Has anyone looked into amazon's online storage solution? I forgot all about it, I may check into that again.
http://www.amazon.com/gp/browse.html?node=16427261
I use a variation on the backup strategy that Jack has described:
* internal hard drives to store current photos
* External 2-bay (WiebeTech eSATA) RAID 1 enclosure for redundant backups (I cycle four drives through this device, keeping two drives in the device and the other two at separate offsite locations).
I also back up the contents of each CF card (immediately after download) to DVDs which are then stored at my two offsite locations.

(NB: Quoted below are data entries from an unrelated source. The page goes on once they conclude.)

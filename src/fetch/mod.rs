// src/fetch/mod.rs
// =============================================================================
// Fetching a page's raw bytes.
//
// The classifier doesn't care where bytes come from; it only needs something
// that implements Opener. The default opener makes HTTP requests with
// reqwest, and tests plug in stubs.
//
// Submodules:
// - http: the reqwest-backed opener and its settings
// =============================================================================

mod http;

pub use http::{
    HttpOpener, OpenerConfig, DEFAULT_MAX_REDIRECTS, DEFAULT_TIMEOUT_SECS, DEFAULT_USER_AGENT,
};

use async_trait::async_trait;

/// Fetches the raw content of a URL.
///
/// Errors are handed back to the caller exactly as returned; the classifier
/// doesn't retry or wrap them.
#[async_trait]
pub trait Opener: Send + Sync {
    async fn open(&self, url: &str) -> anyhow::Result<Vec<u8>>;
}
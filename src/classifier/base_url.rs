// src/classifier/base_url.rs
// =============================================================================
// Validates the base URL a classifier is built from.
//
// The base URL anchors everything else: relative links are resolved against
// it and its host decides what "same domain" means. So it has to be an
// absolute URL with an http or https scheme and a host.
// =============================================================================

use url::Url;

use super::error::{ClassifierError, Result};

// Parses and validates a base URL
//
// Valid:   "http://x.com", "https://x.com/path"
// Invalid: "ftp://x.com" (wrong scheme), "/foo" and "foo" (relative)
pub fn validate_base_url(url: &str) -> Result<Url> {
    // Url::parse only succeeds for absolute URLs; relative input fails with
    // RelativeUrlWithoutBase
    let parsed = Url::parse(url).map_err(|_| ClassifierError::invalid_url(url))?;

    if !matches!(parsed.scheme(), "http" | "https") || parsed.host_str().is_none() {
        return Err(ClassifierError::invalid_url(url));
    }

    Ok(parsed)
}

#[cfg(test)]
mod tests {
    use super::*;

    #[test]
    fn test_accepts_http_and_https() {
        assert!(validate_base_url("http://google.com").is_ok());
        assert!(validate_base_url("https://google.com/path?q=1").is_ok());
    }

    #[test]
    fn test_rejects_other_schemes() {
        let err = validate_base_url("ftp://foo.com").unwrap_err();
        assert!(matches!(err, ClassifierError::InvalidUrl { .. }));
        assert!(validate_base_url("mailto:someone@foo.com").is_err());
        assert!(validate_base_url("file:///etc/hosts").is_err());
    }

    #[test]
    fn test_rejects_relative_urls() {
        assert!(validate_base_url("/foo").is_err());
        assert!(validate_base_url("foo").is_err());
        assert!(validate_base_url("//foo.com/bar").is_err());
    }

    #[test]
    fn test_error_keeps_offending_url() {
        match validate_base_url("/foo") {
            Err(ClassifierError::InvalidUrl { url }) => assert_eq!(url, "/foo"),
            other => panic!("expected InvalidUrl, got {:?}", other),
        }
    }
}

However, I've also started to back up my "selects" (any image rated with one star or more in Photo Mechanic) to Amazon's S3 using
Jungle Disk, which is available for Macintosh, Linux, and Windows. The software is $20 (there's a free 30-day trial) and can be installed on as many machines as you want with a single S3 account. Your data can be encrypted.
Amazon's charges are:
* $0.15 per GB-Month of storage used
* $0.10 per GB of data uploaded
* $0.17 per GB of data downloaded
I also opted for the Jungle Disk Plus service which costs $1 per month. This enables block-level file updates (allowing you to upload only the changed portions of large files) and upload resume (so you can resume uploads of large files where they left off).
The Jungle Disk software allows you to mount your Amazon S3 storage bucket as a network drive. You then drag files and folders to initiate the upload process or you can schedule automatic backups. My ADSL connection isn't super-fast but I've found that the Jungle Disk + Amazon S3 combination works pretty much as advertised, providing an extra level of redundancy for a couple of dollars a month.